What is clear about our populist moment is that neither cerebral gentility nor unbridled passion alone can successfully channel today's public sentiments into a meaningful political coalition. Neither can an agenda of pure opposition. Polls do show that overwhelming majorities of Americans now think the country is going in the wrong direction, are unhappy with Congress and its leaders, and want to elect new representatives; when Tea Partiers echo this discontent, they offer hope to millions of voters who want their worries taken seriously. But today's populists should not imagine that an echo is all these voters want.
The fact is that the Tea Partiers themselves are disproportionately conservative Republicans. And while the troubles of the moment give those on the right a chance to be heard by other Americans, conservatives must think carefully about what they want to say once they have these voters' ears. Polls clearly show that while most independent voters who are open to the Tea Party's tone and concerns are unhappy with government, and think our political leaders have the wrong priorities, they do not want to tear down the welfare state or dramatically roll back the federal government. They want alternatives to President Obama's approach. The challenge for conservatives, then, is to propose alternatives that offer a real change of direction without seeming too radical.
The history of American populism suggests that the key to meeting this challenge is to offer clear, positive proposals that can be easily identified as efforts to help people help themselves. Failing to grasp this insight is what sank Bryan and Goldwater; understanding how to express it in word and deed is what made Reagan and his coalition.
Those who hope to lead today's conservative populism toward a new governing coalition must therefore take care to spend as much time building up as they do tearing down. Defining the adversary and his failings is essential; appealing to the anxiety of those who feel powerless against what is emerging from Washington is crucial; emotional rhetoric with an obvious moral arc is a must. But today's populists must also point people toward a positive vision — one that clearly shows how retaking government will allow them to improve their own lives. Failure to do this will force Americans in the political middle to decide between those who oppose and those who create. And our innate American optimism will lead us to support those who create every time.

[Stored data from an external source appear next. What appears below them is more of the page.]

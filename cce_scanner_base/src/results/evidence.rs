//! Evidence sanitization
//!
//! Evidence strings quote values taken from an untrusted device document.
//! Before they reach a report or a log line, control characters and
//! bidirectional overrides are escaped and the length is capped.
//! Sanitizing an already sanitized string returns it unchanged.

use cce_parser::config::compile_time::evidence::{
    MAX_EVIDENCE_CHARS, MAX_QUOTED_VALUE_CHARS, TRUNCATION_MARKER,
};

/// Escape and cap `input` at `MAX_EVIDENCE_CHARS`
pub fn sanitize(input: &str) -> String {
    sanitize_with_limit(input, MAX_EVIDENCE_CHARS)
}

pub fn sanitize_with_limit(input: &str, max_chars: usize) -> String {
    let mut escaped = String::with_capacity(input.len());
    for c in input.chars() {
        match c {
            '\n' => escaped.push_str("\\n"),
            '\r' => escaped.push_str("\\r"),
            '\t' => escaped.push_str("\\t"),
            c if c.is_control() || is_bidi_control(c) => {
                escaped.push_str(&format!("\\u{{{:04x}}}", c as u32));
            }
            c => escaped.push(c),
        }
    }
    truncate(escaped, max_chars)
}

/// Sanitized value wrapped in single quotes, capped at `MAX_QUOTED_VALUE_CHARS`
pub fn quote(value: &str) -> String {
    format!("'{}'", sanitize_with_limit(value, MAX_QUOTED_VALUE_CHARS))
}

fn is_bidi_control(c: char) -> bool {
    matches!(
        c,
        '\u{061C}' | '\u{200E}' | '\u{200F}' | '\u{202A}'..='\u{202E}' | '\u{2066}'..='\u{2069}'
    )
}

fn truncate(text: String, max_chars: usize) -> String {
    if text.chars().count() <= max_chars {
        return text;
    }
    let marker_chars = TRUNCATION_MARKER.chars().count();
    let keep = max_chars.saturating_sub(marker_chars);
    let mut out: String = text.chars().take(keep).collect();
    out.push_str(TRUNCATION_MARKER);
    out
}

#[cfg(test)]
mod tests {
    use super::*;

    #[test]
    fn test_controls_and_bidi_are_escaped() {
        let raw = "lan\nFAKE: compliant\u{1b}[31m\u{202e}txt";
        let clean = sanitize(raw);

        assert!(!clean.chars().any(|c| c.is_control()));
        assert!(clean.contains("\\n"));
        assert!(clean.contains("\\u{001b}"));
        assert!(clean.contains("\\u{202e}"));
    }

    #[test]
    fn test_sanitize_is_idempotent() {
        let inputs = ["plain", "tab\there", "\u{2066}iso", &"x".repeat(10_000)];
        for input in inputs {
            let once = sanitize(input);
            assert_eq!(sanitize(&once), once);
        }
    }

    #[test]
    fn test_truncation_respects_limit() {
        let clean = sanitize_with_limit(&"a".repeat(100), 20);
        assert_eq!(clean.chars().count(), 20);
        assert!(clean.ends_with(TRUNCATION_MARKER));

        assert_eq!(sanitize_with_limit("short", 20), "short");
    }

    #[test]
    fn test_quote() {
        assert_eq!(quote("wan"), "'wan'");
        assert_eq!(quote("a\nb"), "'a\\nb'");
    }
}
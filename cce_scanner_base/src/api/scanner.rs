//! # Compliance Scanner
//!
//! Orchestrates one device run: fetch, parse, evaluate every registered
//! rule, aggregate. Fetch and parse failures short-circuit to a failed
//! [`RunResult`] with zero verdicts; rule faults never end a run.
//!
//! The scanner keeps no state between runs. The registry is shared read-only,
//! so runs for different devices may proceed in parallel.

use crate::api::{ScannerConfig, ScannerError};
use crate::results::{RunFailure, RunResult, RunStatus};
use crate::rules::RuleRegistry;
use crate::transport::{
    CancelToken, ConnectionDescriptor, FetchedDocument, RemoteConfigFetcher, Transport,
};
use cce_parser::logging::{codes, with_device_context};
use cce_parser::{log_debug, log_success, log_warning, parse_with_options, RawConfigurationDocument};
use chrono::{DateTime, Utc};
use serde::Serialize;
use std::fmt;
use std::sync::atomic::{AtomicUsize, Ordering};
use std::sync::Arc;
use std::time::Instant;

/// Run state machine. `Evaluating` is only entered with a built model.
#[derive(Debug, Clone, Copy, PartialEq, Eq)]
pub enum RunPhase {
    Fetching,
    Parsing,
    Evaluating,
    Done,
    FetchFailed,
    ParseFailed,
}

impl RunPhase {
    pub fn as_str(&self) -> &'static str {
        match self {
            Self::Fetching => "fetching",
            Self::Parsing => "parsing",
            Self::Evaluating => "evaluating",
            Self::Done => "done",
            Self::FetchFailed => "fetch-failed",
            Self::ParseFailed => "parse-failed",
        }
    }

    pub fn is_terminal(&self) -> bool {
        matches!(self, Self::Done | Self::FetchFailed | Self::ParseFailed)
    }
}

impl fmt::Display for RunPhase {
    fn fmt(&self, f: &mut fmt::Formatter<'_>) -> fmt::Result {
        f.write_str(self.as_str())
    }
}

fn enter(phase: RunPhase) {
    log_debug!("Run phase", "phase" => phase);
}

/// Complete compliance scanner
pub struct ComplianceScanner {
    fetcher: RemoteConfigFetcher,
    registry: Arc<RuleRegistry>,
    config: ScannerConfig,
}

impl ComplianceScanner {
    /// Create scanner over the SSH transport with default configuration
    pub fn new(registry: impl Into<Arc<RuleRegistry>>) -> Result<Self, ScannerError> {
        Self::with_config(ScannerConfig::default(), registry)
    }

    pub fn with_config(
        config: ScannerConfig,
        registry: impl Into<Arc<RuleRegistry>>,
    ) -> Result<Self, ScannerError> {
        config
            .validate()
            .map_err(|reason| ScannerError::ConfigurationError { reason })?;
        let registry = registry.into();
        if registry.is_empty() {
            return Err(ScannerError::EmptyRegistry);
        }

        Ok(Self {
            fetcher: RemoteConfigFetcher::new().with_max_bytes(config.parse_options.max_bytes),
            registry,
            config,
        })
    }

    /// Replace the transport (tests, alternative SSH stacks)
    pub fn with_transport(mut self, transport: Arc<dyn Transport>) -> Self {
        self.fetcher = RemoteConfigFetcher::with_transport(transport)
            .with_max_bytes(self.config.parse_options.max_bytes);
        self
    }

    pub fn registry(&self) -> &RuleRegistry {
        &self.registry
    }

    pub fn config(&self) -> &ScannerConfig {
        &self.config
    }

    /// Run against the configured default remote path
    pub fn run_default(&self, descriptor: &ConnectionDescriptor) -> RunResult {
        self.run(descriptor, &self.config.default_remote_path)
    }

    pub fn run(&self, descriptor: &ConnectionDescriptor, remote_path: &str) -> RunResult {
        self.run_with_cancel(descriptor, remote_path, &CancelToken::new())
    }

    /// Cancelling `cancel` closes the connection and yields a `fetch-failed`
    /// result of kind `cancelled`
    pub fn run_with_cancel(
        &self,
        descriptor: &ConnectionDescriptor,
        remote_path: &str,
        cancel: &CancelToken,
    ) -> RunResult {
        with_device_context(&descriptor.device_id, || {
            let started_at = Utc::now();
            let clock = Instant::now();

            enter(RunPhase::Fetching);
            let result = match self.fetcher.fetch_with_cancel(descriptor, remote_path, cancel) {
                Ok(FetchedDocument {
                    document,
                    warnings,
                    host_key_fingerprint,
                }) => self
                    .parse_and_evaluate(&descriptor.device_id, started_at, document)
                    .with_warnings(warnings)
                    .with_fingerprint(host_key_fingerprint),
                Err(err) => {
                    enter(RunPhase::FetchFailed);
                    RunResult::failed(
                        &descriptor.device_id,
                        started_at,
                        RunStatus::FetchFailed,
                        RunFailure::new(err.kind(), &err.to_string(), err.is_transient()),
                    )
                }
            };

            finish(result, clock)
        })
    }

    /// Evaluate a document obtained out of band (local file, upload)
    pub fn evaluate_document(&self, device_id: &str, document: RawConfigurationDocument) -> RunResult {
        with_device_context(device_id, || {
            let started_at = Utc::now();
            let clock = Instant::now();
            finish(self.parse_and_evaluate(device_id, started_at, document), clock)
        })
    }

    fn parse_and_evaluate(
        &self,
        device_id: &str,
        started_at: DateTime<Utc>,
        document: RawConfigurationDocument,
    ) -> RunResult {
        enter(RunPhase::Parsing);
        // The document is consumed here; raw bytes do not outlive parsing
        let model = match parse_with_options(document, &self.config.parse_options) {
            Ok(model) => model,
            Err(err) => {
                enter(RunPhase::ParseFailed);
                return RunResult::failed(
                    device_id,
                    started_at,
                    RunStatus::ParseFailed,
                    RunFailure::new(err.reason.as_str(), &err.to_string(), false),
                );
            }
        };

        enter(RunPhase::Evaluating);
        let verdicts = self.registry.evaluate_all(&model);
        enter(RunPhase::Done);
        RunResult::completed(device_id, started_at, verdicts)
    }

    /// Run every job on a pool of `workers` threads. Results keep job order.
    pub fn run_batch(&self, jobs: &[BatchJob], workers: usize) -> Result<BatchRunResult, ScannerError> {
        if workers == 0 {
            return Err(ScannerError::ConfigurationError {
                reason: "batch needs at least one worker".to_string(),
            });
        }
        let workers = workers.min(jobs.len().max(1));
        let next = &AtomicUsize::new(0);

        let collected: Result<Vec<Vec<(usize, RunResult)>>, ScannerError> =
            std::thread::scope(|scope| {
                let handles: Vec<_> = (0..workers)
                    .map(|_| {
                        scope.spawn(move || {
                            let mut done = Vec::new();
                            loop {
                                let index = next.fetch_add(1, Ordering::SeqCst);
                                let Some(job) = jobs.get(index) else {
                                    break;
                                };
                                done.push((index, self.run(&job.descriptor, &job.remote_path)));
                            }
                            done
                        })
                    })
                    .collect();

                handles
                    .into_iter()
                    .map(|handle| {
                        handle.join().map_err(|_| ScannerError::WorkerFailed {
                            reason: "worker thread panicked".to_string(),
                        })
                    })
                    .collect()
            });

        let mut indexed: Vec<(usize, RunResult)> = collected?.into_iter().flatten().collect();
        indexed.sort_by_key(|(index, _)| *index);
        Ok(BatchRunResult::new(
            indexed.into_iter().map(|(_, result)| result).collect(),
        ))
    }
}

fn finish(result: RunResult, clock: Instant) -> RunResult {
    let result = result.with_duration(clock.elapsed().as_millis() as u64);
    match &result.failure {
        None => log_success!(
            codes::success::RUN_COMPLETE,
            "Run complete",
            "run_id" => result.run_id,
            "verdicts" => result.verdicts.len(),
            "non_compliant" => result.summary.non_compliant,
            "not_reviewed" => result.summary.not_reviewed,
            "duration_ms" => result.duration_ms
        ),
        Some(failure) => log_warning!(
            "Run ended without verdicts",
            "run_id" => result.run_id,
            "status" => result.status,
            "kind" => failure.kind
        ),
    }
    result
}

// ============================================================================
// BATCH RUNS
// ============================================================================

/// One device in a batch
#[derive(Debug, Clone)]
pub struct BatchJob {
    pub descriptor: ConnectionDescriptor,
    pub remote_path: String,
}

impl BatchJob {
    pub fn new(descriptor: ConnectionDescriptor, remote_path: impl Into<String>) -> Self {
        Self {
            descriptor,
            remote_path: remote_path.into(),
        }
    }
}

#[derive(Debug, Serialize)]
pub struct BatchRunResult {
    pub results: Vec<RunResult>,
    pub statistics: BatchStatistics,
}

#[derive(Debug, Default, Clone, PartialEq, Eq, Serialize)]
pub struct BatchStatistics {
    pub total_devices: usize,
    pub completed_runs: usize,
    pub fetch_failures: usize,
    pub parse_failures: usize,
    /// Completed runs with at least one non-compliant verdict
    pub devices_with_findings: usize,
    pub total_non_compliant: usize,
    pub total_not_reviewed: usize,
}

impl BatchRunResult {
    fn new(results: Vec<RunResult>) -> Self {
        let mut statistics = BatchStatistics {
            total_devices: results.len(),
            ..BatchStatistics::default()
        };
        for result in &results {
            match result.status {
                RunStatus::Completed => statistics.completed_runs += 1,
                RunStatus::FetchFailed => statistics.fetch_failures += 1,
                RunStatus::ParseFailed => statistics.parse_failures += 1,
            }
            if result.summary.non_compliant > 0 {
                statistics.devices_with_findings += 1;
            }
            statistics.total_non_compliant += result.summary.non_compliant;
            statistics.total_not_reviewed += result.summary.not_reviewed;
        }
        Self { results, statistics }
    }

    pub fn all_completed(&self) -> bool {
        self.statistics.completed_runs == self.statistics.total_devices
    }

    pub fn to_json(&self) -> Result<String, serde_json::Error> {
        serde_json::to_string_pretty(&self.results)
    }

    pub fn summary(&self) -> String {
        format!(
            "Batch Run Summary:\n\
         Devices: {}\n\
         Completed: {}\n\
         Fetch Failed: {}\n\
         Parse Failed: {}\n\
         Devices With Findings: {}\n\
         Non-Compliant Verdicts: {}\n\
         Not Reviewed Verdicts: {}",
            self.statistics.total_devices,
            self.statistics.completed_runs,
            self.statistics.fetch_failures,
            self.statistics.parse_failures,
            self.statistics.devices_with_findings,
            self.statistics.total_non_compliant,
            self.statistics.total_not_reviewed
        )
    }
}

Today's conservative populists therefore face a choice. They can learn from America's populist past, and turn an intense but transient public sentiment into an enduring political force. Or they can yield to the twin temptations of intellectualism and exuberance and miss an opportunity. Given the lasting consequences of past populist movements, both failed and successful, it hardly seems an exaggeration to say that which option today's populists choose will help determine the future contours of the conservative coalition, and of America's political landscape. For this reason alone, they are a force to take seriously — this fall, and in the years ahead.